(Extracted records)
------------------------------

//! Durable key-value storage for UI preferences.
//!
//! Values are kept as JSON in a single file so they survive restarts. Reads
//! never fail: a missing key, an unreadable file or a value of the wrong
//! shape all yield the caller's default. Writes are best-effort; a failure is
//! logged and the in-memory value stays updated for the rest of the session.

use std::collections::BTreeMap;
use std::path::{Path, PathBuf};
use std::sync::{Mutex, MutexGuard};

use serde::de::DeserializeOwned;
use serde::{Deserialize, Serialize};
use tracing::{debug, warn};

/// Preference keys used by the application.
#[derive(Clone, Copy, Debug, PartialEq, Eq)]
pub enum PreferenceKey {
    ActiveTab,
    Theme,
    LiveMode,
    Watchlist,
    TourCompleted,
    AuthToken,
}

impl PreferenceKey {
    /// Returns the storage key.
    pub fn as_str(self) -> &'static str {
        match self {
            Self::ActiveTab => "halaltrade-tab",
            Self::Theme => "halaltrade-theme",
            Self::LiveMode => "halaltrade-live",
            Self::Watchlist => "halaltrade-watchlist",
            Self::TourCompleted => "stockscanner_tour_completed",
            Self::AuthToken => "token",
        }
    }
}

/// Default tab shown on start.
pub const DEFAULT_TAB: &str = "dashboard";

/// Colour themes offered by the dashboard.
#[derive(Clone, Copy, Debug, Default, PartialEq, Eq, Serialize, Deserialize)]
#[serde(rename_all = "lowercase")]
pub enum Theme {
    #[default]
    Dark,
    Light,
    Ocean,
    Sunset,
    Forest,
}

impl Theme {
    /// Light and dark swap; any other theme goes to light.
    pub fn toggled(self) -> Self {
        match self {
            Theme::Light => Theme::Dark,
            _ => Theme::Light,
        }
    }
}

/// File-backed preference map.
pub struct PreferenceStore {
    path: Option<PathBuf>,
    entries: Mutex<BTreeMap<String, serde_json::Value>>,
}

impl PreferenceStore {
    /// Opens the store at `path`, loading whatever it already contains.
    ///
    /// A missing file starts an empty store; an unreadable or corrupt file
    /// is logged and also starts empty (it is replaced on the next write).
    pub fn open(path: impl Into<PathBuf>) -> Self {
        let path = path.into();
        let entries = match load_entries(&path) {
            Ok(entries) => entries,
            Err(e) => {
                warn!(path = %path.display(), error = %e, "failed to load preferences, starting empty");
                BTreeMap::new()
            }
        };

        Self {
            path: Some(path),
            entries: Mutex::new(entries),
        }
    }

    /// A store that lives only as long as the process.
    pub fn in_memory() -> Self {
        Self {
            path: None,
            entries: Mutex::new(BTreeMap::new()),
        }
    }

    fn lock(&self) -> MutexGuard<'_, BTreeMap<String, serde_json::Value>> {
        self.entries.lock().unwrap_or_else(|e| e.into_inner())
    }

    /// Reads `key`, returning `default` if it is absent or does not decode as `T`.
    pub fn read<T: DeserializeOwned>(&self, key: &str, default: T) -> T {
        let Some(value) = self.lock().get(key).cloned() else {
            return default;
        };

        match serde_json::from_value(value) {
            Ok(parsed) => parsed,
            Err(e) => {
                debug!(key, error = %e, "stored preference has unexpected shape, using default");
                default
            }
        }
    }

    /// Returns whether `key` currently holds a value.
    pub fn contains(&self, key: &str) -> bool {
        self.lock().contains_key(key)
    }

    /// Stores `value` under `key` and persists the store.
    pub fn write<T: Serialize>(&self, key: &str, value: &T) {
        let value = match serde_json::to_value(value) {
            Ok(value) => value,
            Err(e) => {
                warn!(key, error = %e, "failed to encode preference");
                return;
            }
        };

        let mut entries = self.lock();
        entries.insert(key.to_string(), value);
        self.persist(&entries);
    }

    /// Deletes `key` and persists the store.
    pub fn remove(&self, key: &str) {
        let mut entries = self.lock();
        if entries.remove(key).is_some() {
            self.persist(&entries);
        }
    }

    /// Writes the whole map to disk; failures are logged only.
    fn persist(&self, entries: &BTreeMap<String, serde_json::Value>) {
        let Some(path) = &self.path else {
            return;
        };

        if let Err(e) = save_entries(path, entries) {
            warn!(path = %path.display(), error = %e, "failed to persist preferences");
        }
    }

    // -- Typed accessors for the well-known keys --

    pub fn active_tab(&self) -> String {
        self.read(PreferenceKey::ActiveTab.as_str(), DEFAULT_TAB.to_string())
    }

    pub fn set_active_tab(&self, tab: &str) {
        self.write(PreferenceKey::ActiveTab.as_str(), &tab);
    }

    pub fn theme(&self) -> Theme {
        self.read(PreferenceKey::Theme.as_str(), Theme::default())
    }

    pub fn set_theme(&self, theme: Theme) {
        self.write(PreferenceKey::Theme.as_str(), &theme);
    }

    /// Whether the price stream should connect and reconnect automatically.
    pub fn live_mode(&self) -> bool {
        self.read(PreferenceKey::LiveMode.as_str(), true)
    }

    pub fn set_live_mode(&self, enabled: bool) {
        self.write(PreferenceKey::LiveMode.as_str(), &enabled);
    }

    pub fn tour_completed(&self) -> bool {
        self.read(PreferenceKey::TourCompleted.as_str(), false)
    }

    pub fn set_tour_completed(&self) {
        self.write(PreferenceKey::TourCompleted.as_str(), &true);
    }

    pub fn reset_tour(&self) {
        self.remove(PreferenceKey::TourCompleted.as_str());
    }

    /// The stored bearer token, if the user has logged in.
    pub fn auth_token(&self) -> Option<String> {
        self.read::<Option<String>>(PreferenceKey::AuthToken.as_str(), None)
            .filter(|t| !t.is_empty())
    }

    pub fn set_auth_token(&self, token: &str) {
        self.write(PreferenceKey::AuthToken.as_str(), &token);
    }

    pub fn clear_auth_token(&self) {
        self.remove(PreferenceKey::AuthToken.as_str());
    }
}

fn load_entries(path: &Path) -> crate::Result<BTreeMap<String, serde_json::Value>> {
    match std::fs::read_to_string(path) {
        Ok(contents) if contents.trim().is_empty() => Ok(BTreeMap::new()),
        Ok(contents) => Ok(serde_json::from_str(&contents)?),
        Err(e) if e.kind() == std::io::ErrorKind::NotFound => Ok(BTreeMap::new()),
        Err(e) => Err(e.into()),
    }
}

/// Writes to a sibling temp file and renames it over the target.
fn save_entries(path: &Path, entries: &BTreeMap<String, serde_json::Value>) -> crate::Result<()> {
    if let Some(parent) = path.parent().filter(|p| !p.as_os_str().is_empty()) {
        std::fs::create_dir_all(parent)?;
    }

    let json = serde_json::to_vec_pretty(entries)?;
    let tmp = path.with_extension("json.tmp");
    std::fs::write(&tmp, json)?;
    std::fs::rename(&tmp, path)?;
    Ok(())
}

------------------------------

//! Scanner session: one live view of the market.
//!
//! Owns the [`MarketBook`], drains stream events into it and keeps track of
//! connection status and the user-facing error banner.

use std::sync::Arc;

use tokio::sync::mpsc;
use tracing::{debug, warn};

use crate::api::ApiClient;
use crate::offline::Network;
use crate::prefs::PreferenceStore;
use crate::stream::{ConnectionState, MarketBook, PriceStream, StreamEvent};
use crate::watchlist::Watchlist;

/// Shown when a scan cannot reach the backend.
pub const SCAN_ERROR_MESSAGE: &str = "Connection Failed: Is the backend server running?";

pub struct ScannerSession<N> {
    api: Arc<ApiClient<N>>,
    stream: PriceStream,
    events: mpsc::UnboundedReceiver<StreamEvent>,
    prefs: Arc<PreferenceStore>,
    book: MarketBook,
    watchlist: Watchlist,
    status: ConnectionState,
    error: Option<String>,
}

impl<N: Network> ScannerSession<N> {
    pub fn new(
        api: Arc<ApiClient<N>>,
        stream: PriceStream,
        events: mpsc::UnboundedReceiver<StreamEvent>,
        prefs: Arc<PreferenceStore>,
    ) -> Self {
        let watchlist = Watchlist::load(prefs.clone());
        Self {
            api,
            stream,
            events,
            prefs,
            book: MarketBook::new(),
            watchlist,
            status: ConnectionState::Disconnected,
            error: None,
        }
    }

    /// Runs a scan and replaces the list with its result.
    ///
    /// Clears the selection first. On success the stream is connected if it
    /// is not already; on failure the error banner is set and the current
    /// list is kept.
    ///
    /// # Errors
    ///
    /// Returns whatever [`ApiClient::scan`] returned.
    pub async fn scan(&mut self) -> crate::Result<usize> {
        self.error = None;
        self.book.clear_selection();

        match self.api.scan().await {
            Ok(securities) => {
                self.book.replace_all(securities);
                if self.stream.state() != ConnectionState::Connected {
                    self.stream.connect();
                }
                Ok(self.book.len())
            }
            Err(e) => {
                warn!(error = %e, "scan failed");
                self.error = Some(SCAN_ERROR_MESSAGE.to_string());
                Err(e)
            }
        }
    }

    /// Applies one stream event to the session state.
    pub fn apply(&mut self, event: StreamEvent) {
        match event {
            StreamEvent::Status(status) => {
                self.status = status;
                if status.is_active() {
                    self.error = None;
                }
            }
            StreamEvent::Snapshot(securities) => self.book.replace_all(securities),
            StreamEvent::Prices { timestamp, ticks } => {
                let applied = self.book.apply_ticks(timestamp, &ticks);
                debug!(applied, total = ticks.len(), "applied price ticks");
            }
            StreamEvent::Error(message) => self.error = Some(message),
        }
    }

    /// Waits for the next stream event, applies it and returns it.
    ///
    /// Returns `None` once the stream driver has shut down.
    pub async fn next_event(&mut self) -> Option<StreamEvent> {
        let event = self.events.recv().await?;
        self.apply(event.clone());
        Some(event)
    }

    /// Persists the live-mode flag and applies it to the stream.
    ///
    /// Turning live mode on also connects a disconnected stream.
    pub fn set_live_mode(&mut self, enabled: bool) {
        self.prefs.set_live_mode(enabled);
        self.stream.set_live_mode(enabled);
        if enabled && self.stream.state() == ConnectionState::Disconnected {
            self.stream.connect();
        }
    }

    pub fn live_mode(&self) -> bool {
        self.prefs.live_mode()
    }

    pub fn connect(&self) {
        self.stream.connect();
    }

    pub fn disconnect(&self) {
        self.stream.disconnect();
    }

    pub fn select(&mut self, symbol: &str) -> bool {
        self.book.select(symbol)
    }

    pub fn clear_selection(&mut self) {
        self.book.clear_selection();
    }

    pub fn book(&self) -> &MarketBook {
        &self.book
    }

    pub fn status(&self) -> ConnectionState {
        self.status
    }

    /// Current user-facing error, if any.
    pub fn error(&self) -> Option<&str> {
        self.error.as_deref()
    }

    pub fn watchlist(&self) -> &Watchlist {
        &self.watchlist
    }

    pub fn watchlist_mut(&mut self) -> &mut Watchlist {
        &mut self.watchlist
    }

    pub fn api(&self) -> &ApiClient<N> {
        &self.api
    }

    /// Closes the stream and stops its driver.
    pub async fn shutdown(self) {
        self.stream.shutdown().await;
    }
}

------------------------------

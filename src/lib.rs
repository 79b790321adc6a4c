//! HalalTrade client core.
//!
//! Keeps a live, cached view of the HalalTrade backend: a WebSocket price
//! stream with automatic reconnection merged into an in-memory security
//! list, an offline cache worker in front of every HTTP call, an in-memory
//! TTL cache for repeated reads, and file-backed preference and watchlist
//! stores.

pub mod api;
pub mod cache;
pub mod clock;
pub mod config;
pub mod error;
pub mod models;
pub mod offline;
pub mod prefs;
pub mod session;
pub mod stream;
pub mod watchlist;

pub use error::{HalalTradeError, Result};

------------------------------

> _Exercise brief_: Across the entries above, how many lines include the word "MutexGuard"? Give only the number.

> _Output of the exercise_: 2